Exercise requirements:
Determine how many lines of the material below include "config", and reply with that number alone.

Available data:
____

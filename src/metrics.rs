//! Run metrics: wear distribution, GC latency and the end-of-run summary.

use serde::Serialize;

use crate::block::Block;
use crate::config::LatencyModel;
use crate::device::Device;
use crate::gc::GcEvent;

/// Percentile with linear interpolation between order statistics at
/// `k = (n - 1) * q`. Empty input yields 0.
pub fn percentile(xs: &[f64], q: f64) -> f64 {
    if xs.is_empty() {
        return 0.0;
    }
    let mut sorted = xs.to_vec();
    sorted.sort_by(f64::total_cmp);
    let k = (sorted.len() - 1) as f64 * q;
    let f = k.floor() as usize;
    let c = k.ceil() as usize;
    if f == c {
        sorted[f]
    } else {
        sorted[f] * (c as f64 - k) + sorted[c] * (k - f as f64)
    }
}

/// Distribution of erase counts across blocks.
#[derive(Clone, Debug, Default, Serialize)]
pub struct WearStats {
    pub min: u64,
    pub max: u64,
    pub delta: u64,
    pub mean: f64,
    /// Population standard deviation.
    pub std: f64,
    /// Coefficient of variation, 0 when the mean is 0.
    pub cv: f64,
    /// Gini coefficient over erase counts, 0 when all are 0.
    pub gini: f64,
    pub p50: f64,
    pub p95: f64,
}

pub fn wear_stats(blocks: &[Block]) -> WearStats {
    if blocks.is_empty() {
        return WearStats::default();
    }
    let erases: Vec<u64> = blocks.iter().map(|b| b.erase_count()).collect();
    let xs: Vec<f64> = erases.iter().map(|&e| e as f64).collect();
    let n = xs.len() as f64;
    let mean = xs.iter().sum::<f64>() / n;
    let var = xs.iter().map(|x| (x - mean) * (x - mean)).sum::<f64>() / n;
    let std = var.sqrt();
    let cv = if mean > 0.0 { std / mean } else { 0.0 };

    let mut sorted = erases.clone();
    sorted.sort_unstable();
    let total: u64 = sorted.iter().sum();
    let gini = if total == 0 {
        0.0
    } else {
        let weighted: u64 = sorted
            .iter()
            .enumerate()
            .map(|(i, &x)| (i as u64 + 1) * x)
            .sum();
        (2.0 * weighted as f64) / (n * total as f64) - (n + 1.0) / n
    };

    WearStats {
        min: *sorted.first().unwrap(),
        max: *sorted.last().unwrap(),
        delta: sorted.last().unwrap() - sorted.first().unwrap(),
        mean,
        std,
        cv,
        gini,
        p50: percentile(&xs, 0.50),
        p95: percentile(&xs, 0.95),
    }
}

/// Wall-clock GC latency distribution, in seconds.
#[derive(Clone, Debug, Default, Serialize)]
pub struct GcLatencyStats {
    pub total_s: f64,
    pub avg_s: f64,
    pub p50_s: f64,
    pub p95_s: f64,
    pub p99_s: f64,
}

pub fn gc_latency_stats(durations: &[f64]) -> GcLatencyStats {
    let total_s: f64 = durations.iter().sum();
    let avg_s = if durations.is_empty() {
        0.0
    } else {
        total_s / durations.len() as f64
    };
    GcLatencyStats {
        total_s,
        avg_s,
        p50_s: percentile(durations, 0.50),
        p95_s: percentile(durations, 0.95),
        p99_s: percentile(durations, 0.99),
    }
}

/// Modeled per-op host latency distribution, in seconds. Unlike the
/// wall-clock GC durations this is derived from the latency profile and the
/// event log, so it is deterministic.
#[derive(Clone, Debug, Default, Serialize)]
pub struct HostLatencyStats {
    pub p50_s: f64,
    pub p95_s: f64,
    pub p99_s: f64,
}

pub fn host_latency_stats(latencies: &[f64]) -> HostLatencyStats {
    HostLatencyStats {
        p50_s: percentile(latencies, 0.50),
        p95_s: percentile(latencies, 0.95),
        p99_s: percentile(latencies, 0.99),
    }
}

/// Shape of the GC event log: how many collections were free lunches and
/// how many pages the expensive ones had to carry.
#[derive(Clone, Debug, Default, Serialize)]
pub struct GcEventDigest {
    /// Fraction of collections that moved zero valid pages.
    pub zero_move_ratio: f64,
    pub moved_p50: f64,
    pub moved_p95: f64,
    pub moved_p99: f64,
}

pub fn summarize_gc_events(events: &[GcEvent]) -> GcEventDigest {
    if events.is_empty() {
        return GcEventDigest::default();
    }
    let moved: Vec<f64> = events.iter().map(|e| e.moved_valid as f64).collect();
    let zero = moved.iter().filter(|&&m| m == 0.0).count();
    GcEventDigest {
        zero_move_ratio: zero as f64 / events.len() as f64,
        moved_p50: percentile(&moved, 0.50),
        moved_p95: percentile(&moved, 0.95),
        moved_p99: percentile(&moved, 0.99),
    }
}

/// End-of-run summary row.
#[derive(Clone, Debug, Serialize)]
pub struct Summary {
    pub policy: String,
    pub ops: u64,
    pub host_write_pages: u64,
    pub device_write_pages: u64,
    pub waf: f64,
    pub gc_count: u64,
    pub wear: WearStats,
    pub gc_latency: GcLatencyStats,
    pub gc_events: GcEventDigest,
    pub free_pages: usize,
    pub total_pages: usize,
    pub seed: u64,
    /// Modeled per-op latency percentiles from the latency profile. All
    /// modeled figures are cosmetic; no decision reads them.
    pub host_latency: HostLatencyStats,
    /// Modeled sustained op rate.
    pub iops: f64,
    /// Modeled host throughput in MB/s.
    pub throughput_mbps: f64,
    /// Host data written, in GiB.
    pub host_gb: f64,
    /// Media data written (host plus migrations), in GiB.
    pub media_gb: f64,
    /// Modeled host program time from the latency profile.
    pub modeled_host_time_s: f64,
    /// Modeled migration and erase time from the latency profile.
    pub modeled_gc_time_s: f64,
    pub note: String,
}

pub fn summarize(
    device: &Device,
    policy: &str,
    ops: u64,
    op_latencies: &[f64],
    note: &str,
) -> Summary {
    let lat: LatencyModel = device.config().io_profile.latency();
    let page_bytes = device.config().page_size_bytes as f64;
    let modeled_gc_time_s = device
        .gc_event_log()
        .iter()
        .map(|e| lat.gc_seconds(e.moved_valid))
        .sum();
    let modeled_total_s: f64 = op_latencies.iter().sum();
    let (iops, throughput_mbps) = if modeled_total_s > 0.0 {
        (
            ops as f64 / modeled_total_s,
            device.host_write_pages() as f64 * page_bytes / 1e6 / modeled_total_s,
        )
    } else {
        (0.0, 0.0)
    };
    const GIB: f64 = 1024.0 * 1024.0 * 1024.0;
    Summary {
        policy: policy.to_string(),
        ops,
        host_write_pages: device.host_write_pages(),
        device_write_pages: device.device_write_pages(),
        waf: device.waf(),
        gc_count: device.gc_count(),
        wear: wear_stats(device.blocks()),
        gc_latency: gc_latency_stats(device.gc_durations()),
        gc_events: summarize_gc_events(device.gc_event_log()),
        free_pages: device.free_pages(),
        total_pages: device.total_pages(),
        seed: device.config().rng_seed,
        host_latency: host_latency_stats(op_latencies),
        iops,
        throughput_mbps,
        host_gb: device.host_write_pages() as f64 * page_bytes / GIB,
        media_gb: device.device_write_pages() as f64 * page_bytes / GIB,
        modeled_host_time_s: lat.host_seconds(device.host_write_pages()),
        modeled_gc_time_s,
        note: note.to_string(),
    }
}

impl Summary {
    /// Print the summary in a fixed console layout.
    pub fn print(&self) {
        println!("=================== Simulation Result ===================");
        println!("  Policy:                {} ({})", self.policy, self.note);
        println!("  Host writes (pages):   {}", self.host_write_pages);
        println!("  Device writes (pages): {}", self.device_write_pages);
        println!("  WAF (device/host):     {:.3}", self.waf);
        println!("  GC count:              {}", self.gc_count);
        println!(
            "  Erase per block:       mean={:.2} (min={}, max={}, d={})",
            self.wear.mean, self.wear.min, self.wear.max, self.wear.delta
        );
        println!(
            "  Wear std/CV/Gini:      {:.2} / {:.4} / {:.4}",
            self.wear.std, self.wear.cv, self.wear.gini
        );
        println!(
            "  Free pages remaining:  {} / {}",
            self.free_pages, self.total_pages
        );
        println!(
            "  GC time total / avg:   {:.2} ms / {:.4} ms",
            self.gc_latency.total_s * 1e3,
            self.gc_latency.avg_s * 1e3
        );
        println!(
            "  GC time p50/p95/p99:   {:.4} / {:.4} / {:.4} ms",
            self.gc_latency.p50_s * 1e3,
            self.gc_latency.p95_s * 1e3,
            self.gc_latency.p99_s * 1e3
        );
        println!(
            "  Modeled lat p50/p99:   {:.4} / {:.4} ms ({:.0} IOPS, {:.1} MB/s)",
            self.host_latency.p50_s * 1e3,
            self.host_latency.p99_s * 1e3,
            self.iops,
            self.throughput_mbps
        );
        println!("=========================================================");
    }
}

____

Task solution:
4